Stored items

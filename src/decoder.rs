//! Cursor-based decoder over an [`EliasFanoSequence`].
//!
//! The cursor walks the upper stream one marker bit at a time and never
//! rescans ground it has already covered: `(index, set_bit_for_index)` move
//! together, so a full forward or backward sweep touches each stream word a
//! bounded number of times. The targeted skips additionally jump whole words
//! of markers that provably sit below (or above) the target bucket,
//! popcounting them to keep the index in sync.
//!
//! Traversal never fails. Both ends of the sequence are ordinary resting
//! states: `index == -1` before the first value, `index == len` after the
//! last, and every traversal call reports exhaustion as `None`.

use crate::bits;
use crate::sequence::EliasFanoSequence;

/// Read-only cursor over an encoded sequence.
///
/// Decoders are cheap to create and hold only private state, so concurrent
/// readers simply take one decoder each.
///
/// # Cursor discipline
///
/// [`advance_to_value`](Self::advance_to_value) only moves forward and
/// [`back_to_value`](Self::back_to_value) only moves backward. Successive
/// targets must therefore be non-decreasing for the former and
/// non-increasing for the latter; out-of-order targets yield unspecified
/// (but memory-safe) positions.
#[derive(Debug, Clone)]
pub struct EliasFanoDecoder<'a> {
    seq: &'a EliasFanoSequence,
    /// Cursor in `-1 ..= seq.len()`; the two extremes are resting states.
    index: i64,
    /// Upper-stream position of the marker for `index`; `-1` before the
    /// sequence, one past the last stream bit after it.
    set_bit_for_index: i64,
}

impl<'a> EliasFanoDecoder<'a> {
    pub(crate) fn new(seq: &'a EliasFanoSequence) -> Self {
        Self {
            seq,
            index: -1,
            set_bit_for_index: -1,
        }
    }

    /// Reset the cursor to before the first value. Idempotent.
    pub fn to_before_sequence(&mut self) {
        self.index = -1;
        self.set_bit_for_index = -1;
    }

    /// Reset the cursor to after the last value. Idempotent.
    pub fn to_after_sequence(&mut self) {
        self.index = self.seq.len() as i64;
        self.set_bit_for_index = self.seq.upper_len_bits() as i64;
    }

    /// Current cursor position; meaningful only immediately after a call
    /// that returned `Some(_)`.
    pub fn index(&self) -> i64 {
        self.index
    }

    /// Decode the value after the cursor, or `None` if the sequence is
    /// exhausted (leaving the cursor after the sequence).
    pub fn next_value(&mut self) -> Option<u64> {
        if self.index + 1 >= self.seq.len() as i64 {
            self.to_after_sequence();
            return None;
        }
        let pos = match bits::next_set_bit(
            self.seq.upper_bits(),
            (self.set_bit_for_index + 1) as u64,
            self.seq.upper_len_bits(),
        ) {
            Some(pos) => pos,
            None => {
                self.to_after_sequence();
                return None;
            }
        };
        self.index += 1;
        self.set_bit_for_index = pos as i64;
        Some(self.value_at(pos, self.index as u64))
    }

    /// Decode the value before the cursor, or `None` if the sequence is
    /// exhausted (leaving the cursor before the sequence).
    pub fn previous_value(&mut self) -> Option<u64> {
        if self.index <= 0 {
            self.to_before_sequence();
            return None;
        }
        let pos = match bits::prev_set_bit(self.seq.upper_bits(), self.set_bit_for_index - 1) {
            Some(pos) => pos,
            None => {
                self.to_before_sequence();
                return None;
            }
        };
        self.index -= 1;
        self.set_bit_for_index = pos as i64;
        Some(self.value_at(pos, self.index as u64))
    }

    /// Advance to the first value at an index past the cursor that is
    /// `>= target`, or `None` (cursor after the sequence) if no such value
    /// exists. Forward-only; see the cursor discipline above.
    pub fn advance_to_value(&mut self, target: u64) -> Option<u64> {
        let num_values = self.seq.len() as i64;
        if self.index + 1 >= num_values {
            self.to_after_sequence();
            return None;
        }
        let upper = self.seq.upper_bits();
        let len_bits = self.seq.upper_len_bits();
        let low_bits = self.seq.num_low_bits();
        let target_high = target >> low_bits;
        let target_low = target & self.seq.low_mask();

        let mut index = self.index;
        let mut from = self.set_bit_for_index + 1;

        // The marker for index i sits at (value_i >> low_bits) + i, so no
        // marker before position target_high + index + 1 can reach the
        // target bucket. Skip whole words up to that point, popcounting the
        // markers they hold to keep the index in sync.
        while (from as u64) < len_bits {
            let word_idx = (from / 64) as usize;
            let word_end = (word_idx as u64 + 1) * 64;
            if word_end > target_high.saturating_add((index + 1) as u64) {
                break;
            }
            let word = upper[word_idx] & (!0u64 << (from % 64));
            index += i64::from(word.count_ones());
            if index + 1 >= num_values {
                self.to_after_sequence();
                return None;
            }
            from = word_end as i64;
        }

        // Refine marker by marker.
        loop {
            let pos = match bits::next_set_bit(upper, from as u64, len_bits) {
                Some(pos) => pos,
                None => {
                    self.to_after_sequence();
                    return None;
                }
            };
            index += 1;
            let high = pos - index as u64;
            if high >= target_high {
                let low = self.seq.low_value(index as u64);
                if high > target_high || low >= target_low {
                    self.index = index;
                    self.set_bit_for_index = pos as i64;
                    return Some((high << low_bits) | low);
                }
            }
            from = pos as i64 + 1;
        }
    }

    /// Move back to the last value at an index before the cursor that is
    /// `<= target`, or `None` (cursor before the sequence) if no such value
    /// exists. Backward-only mirror of
    /// [`advance_to_value`](Self::advance_to_value).
    pub fn back_to_value(&mut self, target: u64) -> Option<u64> {
        if self.index <= 0 {
            self.to_before_sequence();
            return None;
        }
        let upper = self.seq.upper_bits();
        let low_bits = self.seq.num_low_bits();
        let target_high = target >> low_bits;
        let target_low = target & self.seq.low_mask();

        let mut index = self.index;
        let mut from = self.set_bit_for_index - 1;

        // Mirror image of the forward skip: a marker above position
        // target_high + index - 1 belongs to a bucket above the target.
        while from >= 0 {
            let word_idx = (from / 64) as usize;
            let word_start = word_idx as u64 * 64;
            if word_start <= target_high.saturating_add((index - 1) as u64) {
                break;
            }
            let clear_above = 63 - (from % 64) as u32;
            let word = (upper[word_idx] << clear_above) >> clear_above;
            index -= i64::from(word.count_ones());
            if index <= 0 {
                self.to_before_sequence();
                return None;
            }
            from = word_start as i64 - 1;
        }

        loop {
            let pos = match bits::prev_set_bit(upper, from) {
                Some(pos) => pos,
                None => {
                    self.to_before_sequence();
                    return None;
                }
            };
            index -= 1;
            let high = pos - index as u64;
            if high <= target_high {
                let low = self.seq.low_value(index as u64);
                if high < target_high || low <= target_low {
                    self.index = index;
                    self.set_bit_for_index = pos as i64;
                    return Some((high << low_bits) | low);
                }
            }
            from = pos as i64 - 1;
        }
    }

    fn value_at(&self, pos: u64, index: u64) -> u64 {
        let high = pos - index;
        (high << self.seq.num_low_bits()) | self.seq.low_value(index)
    }
}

# [ACTION ITEM]
Of the lines above, copy each that contains "call".

# [COMPLETED EXERCISE]
//! last, and every traversal call reports exhaustion as `None`.
    /// Current cursor position; meaningful only immediately after a call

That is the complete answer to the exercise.